La cianotipia è un antico procedimento fotografico ideato nel 1842, che utilizza la luce del sole per imprimere immagini su carta o tessuto. Attraverso una miscela di sali di ferro fotosensibili, la luce trasforma la superficie in un intenso blu di Prussia, mentre le parti protette rimangono chiare, dando vita a immagini dal fascino essenziale e senza tempo.

Ogni cianotipia è il risultato di un processo interamente manuale: la preparazione del supporto, l’esposizione alla luce e il lavaggio finale rendono ogni stampa un pezzo unico, con sfumature e dettagli irripetibili. Le opere raccolte in questa pagina sono realizzate artigianalmente e nascono dall’incontro tra una tecnica storica e una ricerca contemporanea, dove il tempo, la luce e la materia diventano parte integrante dell’immagine.

Charjes De Gaulle Airport – Parigi (2017)

Il caratteristico blu di Prussia può inoltre essere trasformato attraverso il processo di viraggio, che modifica il colore dell’immagine senza alterarne i dettagli. Utilizzando bagni a base di ingredienti naturali come caffè, tè nero o tè verde, il blu lascia spazio a tonalità più calde e morbide: dai bruni profondi ai seppia, fino a delicati grigi e sfumature verde-oliva.

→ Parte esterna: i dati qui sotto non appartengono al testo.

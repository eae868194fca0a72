//! End-to-end pipeline tests against a real Redis instance. `GatewayApp`
//! builds its bb8 pool eagerly, so these need a reachable
//! `redis://127.0.0.1:6379` (override with `GATEWAY_TEST_REDIS_URL`).
//! Run with `cargo test --test pipeline -- --ignored` once one is up.

use std::net::IpAddr;
use std::path::{Path, PathBuf};
use std::sync::Arc;
use std::time::Duration;

use async_trait::async_trait;
use axum::http::{HeaderMap, StatusCode};
use bytes::Bytes;
use tokio::io::{AsyncReadExt, AsyncWriteExt};

use gateway_core::guard::GuardConfig;
use gateway_core::{
    AuthRejection, Consumer, ConsumerAuthenticator, GatewayApp, GatewayConfig, NoUpstreamAvailable, RedisConfig,
    RouteConfig, UpstreamPicker, UpstreamScheme, UpstreamTarget,
};

struct FixedConsumer(Consumer);

#[async_trait]
impl ConsumerAuthenticator for FixedConsumer {
    async fn authenticate(&self, _headers: &HeaderMap, _client_ip: IpAddr) -> Result<Consumer, AuthRejection> {
        Ok(self.0.clone())
    }
}

struct SingleUpstream(UpstreamTarget);

#[async_trait]
impl UpstreamPicker for SingleUpstream {
    async fn pick(&self, _route_id: &str, _network: &str) -> Result<UpstreamTarget, NoUpstreamAvailable> {
        Ok(self.0.clone())
    }
}

struct UnreachableUpstream;

#[async_trait]
impl UpstreamPicker for UnreachableUpstream {
    async fn pick(&self, _route_id: &str, network: &str) -> Result<UpstreamTarget, NoUpstreamAvailable> {
        panic!("upstream should never be consulted for a request the pipeline rejects earlier: {network}");
    }
}

fn fixture_dir() -> PathBuf {
    let mut dir = std::env::temp_dir();
    dir.push(format!("gateway-core-pipeline-test-{}-{}", std::process::id(), unique_suffix()));
    std::fs::create_dir_all(&dir).unwrap();
    dir
}

fn unique_suffix() -> String {
    use std::time::{SystemTime, UNIX_EPOCH};
    format!("{}", SystemTime::now().duration_since(UNIX_EPOCH).unwrap().as_nanos())
}

fn write_fixture(dir: &Path, name: &str, contents: &str) -> PathBuf {
    let path = dir.join(name);
    std::fs::write(&path, contents).unwrap();
    path
}

fn redis_url() -> String {
    std::env::var("GATEWAY_TEST_REDIS_URL").unwrap_or_else(|_| "redis://127.0.0.1:6379/1".to_string())
}

fn eth_mainnet_route(dir: &Path) -> RouteConfig {
    let whitelist_path = write_fixture(
        dir,
        "whitelist.json",
        r#"{"networks":{"eth-mainnet":{"free":["eth_blockNumber"],"paid":["debug_*"]}}}"#,
    );
    let cu_pricing_path = write_fixture(dir, "cu_pricing.json", r#"{"default":1,"methods":{"eth_blockNumber":5}}"#);

    RouteConfig {
        id: "eth-mainnet".to_string(),
        whitelist_path,
        cu_pricing_path,
        config_ttl_secs: 0,
        paid_threshold: 1_000_000,
        network_override: Some("eth-mainnet".to_string()),
    }
}

fn config_with(route: RouteConfig, guard: GuardConfig) -> GatewayConfig {
    GatewayConfig {
        redis: RedisConfig {
            url: redis_url(),
            pool_size: 4,
            allow_degradation: true,
        },
        guard,
        routes: vec![route],
        max_ws_frame_bytes: 65_535,
        upstream_timeout_secs: 5,
        consumers: Vec::new(),
        upstreams: Vec::new(),
    }
}

/// A single-shot TCP listener that answers every connection with the same
/// canned JSON-RPC result, ignoring the request bytes entirely.
async fn spawn_echo_upstream() -> std::net::SocketAddr {
    let listener = tokio::net::TcpListener::bind("127.0.0.1:0").await.unwrap();
    let addr = listener.local_addr().unwrap();

    tokio::spawn(async move {
        if let Ok((mut socket, _)) = listener.accept().await {
            let mut buf = [0u8; 4096];
            let _ = socket.read(&mut buf).await;
            let body = br#"{"jsonrpc":"2.0","id":1,"result":"0x1"}"#;
            let head = format!(
                "HTTP/1.1 200 OK\r\ncontent-type: application/json\r\ncontent-length: {}\r\n\r\n",
                body.len()
            );
            let _ = socket.write_all(head.as_bytes()).await;
            let _ = socket.write_all(body).await;
        }
    });

    addr
}

#[tokio::test]
#[ignore = "requires a reachable redis instance"]
async fn happy_path_is_forwarded_and_gets_rate_limit_headers() {
    let dir = fixture_dir();
    let route = eth_mainnet_route(&dir);
    let config = config_with(route.clone(), GuardConfig::default());

    let upstream_addr = spawn_echo_upstream().await;
    let authenticator = Arc::new(FixedConsumer(Consumer::new("alice", 100, 0, 1_000_000)));
    let upstream_picker = Arc::new(SingleUpstream(UpstreamTarget {
        scheme: UpstreamScheme::Http,
        host: "127.0.0.1".to_string(),
        port: upstream_addr.port(),
        read_timeout: Duration::from_secs(5),
    }));

    let app = GatewayApp::spawn(config, authenticator, upstream_picker).await.unwrap();

    let body = Bytes::from_static(br#"{"jsonrpc":"2.0","method":"eth_blockNumber","id":1}"#);
    let response = app
        .handle_http_rpc(
            &route,
            Consumer::new("alice", 100, 0, 1_000_000),
            "127.0.0.1".parse().unwrap(),
            "eth-mainnet.example.com",
            body,
        )
        .await;

    assert_eq!(response.status(), StatusCode::OK);
    assert!(response.headers().contains_key("x-ratelimit-limit"));
    assert!(response.headers().contains_key("x-ratelimit-remaining"));

    std::fs::remove_dir_all(dir).ok();
}

#[tokio::test]
#[ignore = "requires a reachable redis instance"]
async fn whitelist_rejection_never_reaches_the_upstream() {
    let dir = fixture_dir();
    let route = eth_mainnet_route(&dir);
    let config = config_with(route.clone(), GuardConfig::default());

    let authenticator = Arc::new(FixedConsumer(Consumer::new("alice", 100, 0, 1_000_000)));
    let app = GatewayApp::spawn(config, authenticator, Arc::new(UnreachableUpstream)).await.unwrap();

    let body = Bytes::from_static(br#"{"jsonrpc":"2.0","method":"debug_traceTransaction","id":1}"#);
    let response = app
        .handle_http_rpc(
            &route,
            Consumer::new("alice", 100, 0, 1_000_000),
            "127.0.0.1".parse().unwrap(),
            "eth-mainnet.example.com",
            body,
        )
        .await;

    assert_eq!(response.status(), StatusCode::METHOD_NOT_ALLOWED);
    assert_eq!(response.headers().get("x-error-code").unwrap(), "-32003");

    std::fs::remove_dir_all(dir).ok();
}

#[tokio::test]
#[ignore = "requires a reachable redis instance"]
async fn guard_block_short_circuits_before_parsing_or_forwarding() {
    let dir = fixture_dir();
    let route = eth_mainnet_route(&dir);
    let guard = GuardConfig {
        enabled: true,
        blocked_ips: vec!["10.0.0.0/24".parse().unwrap()],
        blocked_consumers: Default::default(),
        blocked_methods: Vec::new(),
        block_message: "blocked".to_string(),
    };
    let config = config_with(route.clone(), guard);

    let authenticator = Arc::new(FixedConsumer(Consumer::new("alice", 100, 0, 1_000_000)));
    let app = GatewayApp::spawn(config, authenticator, Arc::new(UnreachableUpstream)).await.unwrap();

    let body = Bytes::from_static(br#"{"jsonrpc":"2.0","method":"eth_blockNumber","id":1}"#);
    let response = app
        .handle_http_rpc(
            &route,
            Consumer::new("alice", 100, 0, 1_000_000),
            "10.0.0.5".parse().unwrap(),
            "eth-mainnet.example.com",
            body,
        )
        .await;

    assert_eq!(response.status(), StatusCode::FORBIDDEN);
    assert_eq!(response.headers().get("x-error-code").unwrap(), "-32003");

    std::fs::remove_dir_all(dir).ok();
}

Ogni viraggio reagisce in modo diverso alla stampa, rendendo ogni opera ancora più unica e conferendole un carattere irripetibile, frutto dell’incontro tra tecnica, materia e sperimentazione.

“La mer imaginaire” (2022)
cm. 25×16 ca. su carta in cotone 30×20 da 300gr.
“Ritratto con gatto” (2024)
cm. 25×16 ca. su carta in cotone 30×20 da 300gr.
“Mayorin” (2022)
cm. 25×16 ca. su carta in cotone 30×20 da 300gr.